UA team takes on hog waste

Focus is on methods to lessen environmental impact

Chris Hart, manager of the University of Arkansas’ Division of Agriculture swine farm at the Savoy Research Center, looks at some sows in gestation stalls. UA researchers are using the animals’ manure in studies on lessening environmental impact of waste disposal.
Chris Hart, manager of the University of Arkansas’ Division of Agriculture swine farm at the Savoy Research Center, looks at some sows in gestation stalls. UA researchers are using the animals’ manure in studies on lessening environmental impact of waste disposal.

— A small team of researchers at the University of Arkansas at Fayetteville are experimenting with techniques to lessen the environmental impact of swine manure.

The U.S. Department of Agriculture-affiliated study is part of a broader $53 million effort to study the effects of climate change on agricultural production announced in June.

Challenges associated with manure disposal on pig farms include the release of methane gas from nearby waste lagoons and the breakdown of nitrogen in the animal’s excrement into harmful byproducts such as ammonia and nitrous oxide.

Hog experts in Arkansas hope the study, which encompasses the entire life cycle of a commercial pig, will lead to the adoption of cost-effective manure disposal techniques.

The university will have an estimated $2.3 million, over the next five years, to put toward its research effort outlined in the “Integrated Resource Management Tool to Mitigate the Carbon Footprint of Swine Produced in the United States.”

The UA is partnering with Purdue University in West Lafayette, Ind., and Virginia Tech in Blacksburg on the project.

“All problems have solutions,” Charles Maxwell, a professor of animal science at UA-Fayetteville, said about the complexities of waste disposal and harmful waste byproducts.

Maxwell is among UA researchers who will evaluate alternative manure handling techniques to reduce the amount of manure nutrients, such as nitrogen and phosphorus, through conversion into another usable form.

The university will also work to develop techniques to separate liquid and solid waste in order to concentrate phosphorus - a much-needed soil amendment in certain parts of the country.
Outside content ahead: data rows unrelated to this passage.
use crate::core::event::DisconnectReason;
use crate::core::transport::{Transport, TransportEvent, TransportKind};
use crate::domain::error::{OpenError, SendError};
use async_trait::async_trait;
use futures_util::stream::{SplitSink, SplitStream};
use futures_util::{SinkExt, StreamExt};
use std::time::Duration;
use tokio::net::TcpStream;
use tokio::sync::mpsc;
use tokio::task::JoinHandle;
use tokio_tungstenite::tungstenite::client::IntoClientRequest;
use tokio_tungstenite::tungstenite::http::HeaderValue;
use tokio_tungstenite::tungstenite::{self, Message};
use tokio_tungstenite::{MaybeTlsStream, WebSocketStream};
use tracing::{debug, info};

type WsStream = WebSocketStream<MaybeTlsStream<TcpStream>>;

/// WebSocket client transport; owns one upgraded stream.
///
/// Payloads go out as binary frames; inbound text and binary frames both
/// surface as raw bytes, leaving interpretation to the session's codec.
pub struct WebSocketTransport {
    sink: SplitSink<WsStream, Message>,
    rx_task: JoinHandle<()>,
    closed: bool,
    url: String,
}

impl WebSocketTransport {
    pub(crate) async fn open(
        url: &str,
        subprotocol: Option<&str>,
        connect_timeout: Option<Duration>,
        events: mpsc::Sender<TransportEvent>,
    ) -> Result<Self, OpenError> {
        let mut request = url
            .into_client_request()
            .map_err(|e| OpenError::HandshakeFailed(format!("{url}: {e}")))?;
        if let Some(proto) = subprotocol {
            let value = HeaderValue::from_str(proto)
                .map_err(|_| OpenError::HandshakeFailed(format!("invalid subprotocol: {proto}")))?;
            request
                .headers_mut()
                .insert("Sec-WebSocket-Protocol", value);
        }

        let connect = tokio_tungstenite::connect_async(request);
        let (stream, _response) = match connect_timeout {
            Some(limit) => tokio::time::timeout(limit, connect)
                .await
                .map_err(|_| OpenError::Timeout)?,
            None => connect.await,
        }
        .map_err(|e| map_handshake_error(e, url))?;
        info!("WebSocket connection established to {}", url);

        let (sink, stream) = stream.split();
        let rx_task = tokio::spawn(receive_loop(stream, events));

        Ok(Self {
            sink,
            rx_task,
            closed: false,
            url: url.to_string(),
        })
    }
}

fn map_handshake_error(err: tungstenite::Error, url: &str) -> OpenError {
    match err {
        tungstenite::Error::Io(io) => OpenError::from_io(io, url),
        other => OpenError::HandshakeFailed(format!("{url}: {other}")),
    }
}

async fn receive_loop(mut stream: SplitStream<WsStream>, events: mpsc::Sender<TransportEvent>) {
    while let Some(message) = stream.next().await {
        match message {
            Ok(Message::Binary(data)) => {
                debug!("received {} byte binary frame", data.len());
                if events.send(TransportEvent::Data(data)).await.is_err() {
                    return;
                }
            }
            Ok(Message::Text(text)) => {
                debug!("received {} byte text frame", text.len());
                if events
                    .send(TransportEvent::Data(text.into_bytes()))
                    .await
                    .is_err()
                {
                    return;
                }
            }
            Ok(Message::Ping(_)) | Ok(Message::Pong(_)) | Ok(Message::Frame(_)) => continue,
            Ok(Message::Close(_)) | Err(tungstenite::Error::ConnectionClosed) => {
                let _ = events
                    .send(TransportEvent::Closed(DisconnectReason::PeerClosed))
                    .await;
                return;
            }
            Err(e) => {
                let _ = events.send(TransportEvent::Fault(e.to_string())).await;
                return;
            }
        }
    }
    let _ = events
        .send(TransportEvent::Closed(DisconnectReason::PeerClosed))
        .await;
}

#[async_trait]
impl Transport for WebSocketTransport {
    fn kind(&self) -> TransportKind {
        TransportKind::WebSocket
    }

    async fn send(&mut self, data: &[u8]) -> Result<(), SendError> {
        if self.closed {
            return Err(SendError::NotConnected);
        }
        self.sink
            .send(Message::Binary(data.to_vec()))
            .await
            .map_err(|e| SendError::PeerUnreachable(e.to_string()))?;
        debug!("sent {} byte binary frame", data.len());
        Ok(())
    }

    async fn close(&mut self) {
        if self.closed {
            return;
        }
        self.closed = true;

        if let Err(e) = self.sink.send(Message::Close(None)).await {
            debug!("WebSocket close frame to {} not sent: {}", self.url, e);
        }
        if let Err(e) = self.sink.close().await {
            debug!("WebSocket sink close on {} returned: {}", self.url, e);
        }
        self.rx_task.abort();
        info!("WebSocket transport to {} closed", self.url);
    }
}

#[cfg(test)]
mod tests {
    use super::*;
    use tokio::net::TcpListener;
    use tokio::time::timeout;

    fn events_channel() -> (mpsc::Sender<TransportEvent>, mpsc::Receiver<TransportEvent>) {
        mpsc::channel(16)
    }

    async fn spawn_echo_server() -> std::net::SocketAddr {
        let listener = TcpListener::bind("127.0.0.1:0").await.unwrap();
        let addr = listener.local_addr().unwrap();

        tokio::spawn(async move {
            if let Ok((socket, _)) = listener.accept().await {
                if let Ok(ws) = tokio_tungstenite::accept_async(socket).await {
                    let (mut sink, mut stream) = ws.split();
                    while let Some(Ok(message)) = stream.next().await {
                        match message {
                            Message::Binary(_) | Message::Text(_) => {
                                if sink.send(message).await.is_err() {
                                    break;
                                }
                            }
                            Message::Close(_) => break,
                            _ => {}
                        }
                    }
                }
            }
        });

        addr
    }

    #[tokio::test]
    async fn test_invalid_url_rejected() {
        let (events, _rx) = events_channel();
        let result = WebSocketTransport::open("not a url", None, None, events).await;
        assert!(matches!(result, Err(OpenError::HandshakeFailed(_))));
    }

    #[tokio::test]
    async fn test_connect_to_closed_port_fails() {
        let listener = TcpListener::bind("127.0.0.1:0").await.unwrap();
        let port = listener.local_addr().unwrap().port();
        drop(listener);

        let (events, _rx) = events_channel();
        let result =
            WebSocketTransport::open(&format!("ws://127.0.0.1:{port}"), None, None, events).await;
        assert!(result.is_err());
    }

    #[tokio::test]
    async fn test_connect_timeout_to_unroutable_host() {
        let (events, _rx) = events_channel();
        let result = WebSocketTransport::open(
            "ws://192.0.2.1:9001",
            None,
            Some(Duration::from_millis(100)),
            events,
        )
        .await;
        assert!(matches!(result, Err(OpenError::Timeout)));
    }

    #[tokio::test]
    async fn test_binary_echo_round_trip() {
        let addr = spawn_echo_server().await;
        let (events, mut rx) = events_channel();

        let mut transport = WebSocketTransport::open(
            &format!("ws://{addr}"),
            Some("commlink"),
            Some(Duration::from_secs(2)),
            events,
        )
        .await
        .unwrap();

        transport.send(b"frame-1").await.unwrap();

        let event = timeout(Duration::from_secs(2), rx.recv())
            .await
            .expect("timed out waiting for echo")
            .expect("channel closed");
        match event {
            TransportEvent::Data(bytes) => assert_eq!(bytes, b"frame-1"),
            other => panic!("expected data, got {other:?}"),
        }

        transport.close().await;
        transport.close().await;
        assert!(matches!(
            transport.send(b"late").await,
            Err(SendError::NotConnected)
        ));
    }
}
A mobile solids separation system is under construction.

Another topic that UA researchers will study is the use of algae in waste water to reduce levels of nitrogen and phosphorus.

Greg Thoma, a professor of chemical engineering at UA-Fayetteville, said algae is being studied to concentrate the nitrogen in a manure lagoon.

A rake like tool will be used to separate wet matter, which will be dried for other uses, he said.

Both techniques have the end goal of commercial application and adoption.

The majority of the nation’s 66.6 million hogs are raised by producers with inventories of more than 5,000 animals, according to 2011 USDA data.

And most animals are kept in confined feeding operations, where thousands of pigs housed under the same roof generate millions of tons of waste each year.

An estimated 110 million tons of waste was generated in one year by the 57.5 million hogs owned by U.S. producers, according to 1997 Census of Agriculture data used by the Natural Resources Defense Council and the Clean Water Network.

Waste disposal at a commercial pig farm begins with the collection of solid and liquid materials in pits beneath animals’ living area.

“The pits are flushed every week or two weeks, typically with recycled lagoon water,” Maxwell said, referring to the holding pond often found near one of the buildings.

Waste pits empty into a nearby waste lagoon which is emptied onto cropland or pastures.

Arkansas hog farmers whose inventory totaled 160,000 in December, will also benefit from the findings with the help of extension agents such as Karl Van Devender, a biological and agricultural engineering professor with the UA’s Division of Agriculture in Little Rock.

“Hopefully the end result [of the UA’s project] will be the minimization of climate impact and maximum production efficiencies,” Van Devender said.

Most of the manure produced by a 300-sow farm - an average size in Arkansas, which is considered a farrowing, or birthing, state - winds up on fields as a soil amendment, he said.

Manure, however, is applied to land used for hay and beef production but in many cases the phosphorus heavy manure fertilizer is applied to land that already has above-average levels of phosphorus.

“With solid separation, you could capture the phosphorus and move it to a row crop field, where it’s more needed,” Van Devender said. “And that’d be a good thing.”